Michael Godfrey - whose wry wit, gentle manner and transcendent grasp of abstract masterpieces helped bring the Bechtler Museum of Modern Art to life - unexpectedly died this week.
Godfrey, 56, fell ill over the weekend and was diagnosed with pneumonia. He had been resting at his Charlotte home, where friends found him dead Tuesday, said Pam Davis, the Bechtler's marketing director.
Godfrey had worked with the museum's benefactor, Andreas Bechtler, for 20 years. As curator of the museum, which opened Jan. 2 on South Tryon Street in uptown, Godfrey was in charge of developing exhibitions, advising on acquisitions and caring for the collection, which includes works by 20th-century artists Miró, Picasso, Calder and Warhol.
Friends say Godfrey probably knew the collection better than even Bechtler himself and knew even the smallest details and history of the works.
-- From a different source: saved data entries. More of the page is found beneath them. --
use serde::{Deserialize, Serialize};

use super::builder::Upstream;
use super::id::NodeHandle;
use super::node::{DataToken, NodeKind};
use crate::registry::opcodes::{event, logging, processor};
use crate::registry::ModuleId;
use crate::signal::{DataSignal, SignalShape, SourceAddress};

/// A node referenced by a plan step
#[derive(Debug, Clone, Copy, PartialEq, Eq, Serialize, Deserialize)]
pub enum NodeRef {
    /// Node of the route being compiled, by graph index
    Local(usize),
    /// Node of an already registered route
    Live(NodeHandle),
}

/// Where a step reads its data from
#[derive(Debug, Clone, Copy, PartialEq, Eq, Serialize, Deserialize)]
pub enum SourceRef {
    Raw(SourceAddress),
    Node(NodeRef),
}

/// A config byte that holds the board id of another node
#[derive(Debug, Clone, Copy, PartialEq, Eq, Serialize, Deserialize)]
pub struct ConfigPatch {
    pub offset: usize,
    pub node: NodeRef,
}

/// Slice of a frame recorded by one logger
#[derive(Debug, Clone, Copy, PartialEq, Eq, Serialize, Deserialize)]
pub struct LoggerPart {
    pub offset: u8,
    pub length: u8,
}

/// One board-mutating action, in issue order
#[derive(Debug, Clone, PartialEq, Serialize, Deserialize)]
pub enum PlanStep {
    CreateProcessor {
        node: usize,
        source: SourceRef,
        attr: u8,
        config: Vec<u8>,
        patches: Vec<ConfigPatch>,
    },
    Subscribe {
        node: usize,
        source: SourceRef,
    },
    CreateLogger {
        node: usize,
        source: SourceRef,
        attr: u8,
        part: LoggerPart,
    },
    CreateEvent {
        node: usize,
        source: SourceRef,
        command: Vec<u8>,
        token: Option<DataToken>,
        patches: Vec<ConfigPatch>,
    },
}

impl PlanStep {
    pub fn node(&self) -> usize {
        match self {
            PlanStep::CreateProcessor { node, .. }
            | PlanStep::Subscribe { node, .. }
            | PlanStep::CreateLogger { node, .. }
            | PlanStep::CreateEvent { node, .. } => *node,
        }
    }
}

#[derive(Debug, Clone, Copy, PartialEq, Eq, Serialize, Deserialize)]
pub enum TerminalKind {
    Stream,
    Log,
}

/// A client-facing output of the route
#[derive(Debug, Clone, PartialEq, Serialize, Deserialize)]
pub struct TerminalSpec {
    pub node: usize,
    pub kind: TerminalKind,
    pub source: SourceRef,
    pub shape: SignalShape,
}

/// A graph node with its shapes resolved
#[derive(Debug, Clone, PartialEq, Serialize, Deserialize)]
pub struct PlannedNode {
    pub kind: NodeKind,
    pub name: Option<String>,
    pub upstream: Upstream,
    pub input: SignalShape,
    pub output: SignalShape,
}

/// Statistics about a compiled route
#[derive(Debug, Clone, Default, PartialEq, Eq, Serialize, Deserialize)]
pub struct PlanStats {
    pub total_nodes: usize,
    pub processors: usize,
    pub loggers: usize,
    pub events: usize,
    pub subscriptions: usize,
    /// Compilation time in microseconds
    pub compile_time_us: u64,
}

/// Compiled route, ready to be realized step by step
#[derive(Debug, Clone, PartialEq, Serialize, Deserialize)]
pub struct RoutePlan {
    pub root: DataSignal,
    /// Indexed like the source graph
    pub nodes: Vec<PlannedNode>,
    pub steps: Vec<PlanStep>,
    pub terminals: Vec<TerminalSpec>,
    pub stats: PlanStats,
}

impl RoutePlan {
    /// Nodes of other routes this plan reads from or patches in
    pub fn live_refs(&self) -> impl Iterator<Item = NodeHandle> + '_ {
        let sources = self
            .steps
            .iter()
            .map(|step| match step {
                PlanStep::CreateProcessor { source, .. }
                | PlanStep::Subscribe { source, .. }
                | PlanStep::CreateLogger { source, .. }
                | PlanStep::CreateEvent { source, .. } => *source,
            })
            .chain(self.terminals.iter().map(|t| t.source))
            .filter_map(|source| match source {
                SourceRef::Node(node) => Some(node),
                SourceRef::Raw(_) => None,
            });
        let patches = self.steps.iter().flat_map(|step| match step {
            PlanStep::CreateProcessor { patches, .. } | PlanStep::CreateEvent { patches, .. } => {
                patches.as_slice()
            }
            _ => &[],
        });
        sources
            .chain(patches.map(|p| p.node))
            .filter_map(|node| match node {
                NodeRef::Live(handle) => Some(handle),
                NodeRef::Local(_) => None,
            })
    }

    /// Logger steps of one log terminal, in part order
    pub fn logger_parts(&self, node: usize) -> Vec<LoggerPart> {
        self.steps
            .iter()
            .filter_map(|step| match step {
                PlanStep::CreateLogger { node: n, part, .. } if *n == node => Some(*part),
                _ => None,
            })
            .collect()
    }
}

/// Board state introduced while realizing a route; undone in reverse
#[derive(Debug, Clone, Copy, PartialEq, Eq, Serialize, Deserialize)]
pub enum CreatedResource {
    Processor(u8),
    ProcessorNotify(u8),
    /// Raw register subscription; the board keeps one per register
    Subscription { module: u8, register: u8 },
    Logger(u8),
    Event(u8),
}

impl CreatedResource {
    /// Command that undoes this resource
    pub fn teardown_command(&self) -> Vec<u8> {
        match *self {
            CreatedResource::Processor(id) => {
                vec![ModuleId::DataProcessor as u8, processor::REMOVE, id]
            }
            CreatedResource::ProcessorNotify(id) => {
                vec![ModuleId::DataProcessor as u8, processor::NOTIFY_ENABLE, id, 0x00]
            }
            CreatedResource::Subscription { module, register } => vec![module, register, 0x00],
            CreatedResource::Logger(id) => vec![ModuleId::Logging as u8, logging::REMOVE, id],
            CreatedResource::Event(id) => vec![ModuleId::Event as u8, event::REMOVE, id],
        }
    }
}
"Michael brought an unmatched understanding of the collection, having worked with it for years and knowing the family's interest in it," said John Boyer, president of the Bechtler. "That depth of knowledge and curatorial expertise will be impossible to replace."
A Charlotte native and fiber artist in his own right, Godfrey had been active on the city's art scene for more than three decades. He taught art history and design part-time at Central Piedmont Community College beginning in the mid-1970s, had been an assistant curator at the Mint Museum of Art and was one of the founding partners of the Context Visual Arts Center.
He was also a partner in Curators' Forum, which involved him in the 1990s with the rotating exhibitions in the lobby of the then-new Carillon Building and led to his early association with Bechtler.
He conceived one of first locally produced exhibitions at the Afro-American Cultural Center in Charlotte, "Hand Me Downs: Innovation Within a Tradition" in 1995.
"He made you do your best all the time because he had high standards and he let you know when you didn't live up to them," said June Lambla, an independent curator in Charlotte.
"He let you know when you succeeded, too. It was always intelligent feedback, and I depended upon him for that. You could count on him to be truthful."
Godfrey, a member of Covenant Presbyterian Church in Dilworth, worked in the 1980s as a designer at the Smithsonian Institution and as an assistant curator at the National Gallery of Art in Washington. He was founding director of the Little Italy Peninsula Arts Center at Mountain Island Lake.
But it was his association with the Bechtler Museum that put Godfrey in the highest orbit of the city's art community and drew most intensely on his talents.
"Great curators are able to divine key themes and the links between works, regardless of period or nation of origin or style," Boyer said. "Michael was gifted in that regard. He saw a lot of connections that most people wouldn't."
A memorial service is scheduled for 10 a.m. Saturday at Covenant Presbyterian Church, 1000 E. Morehead St.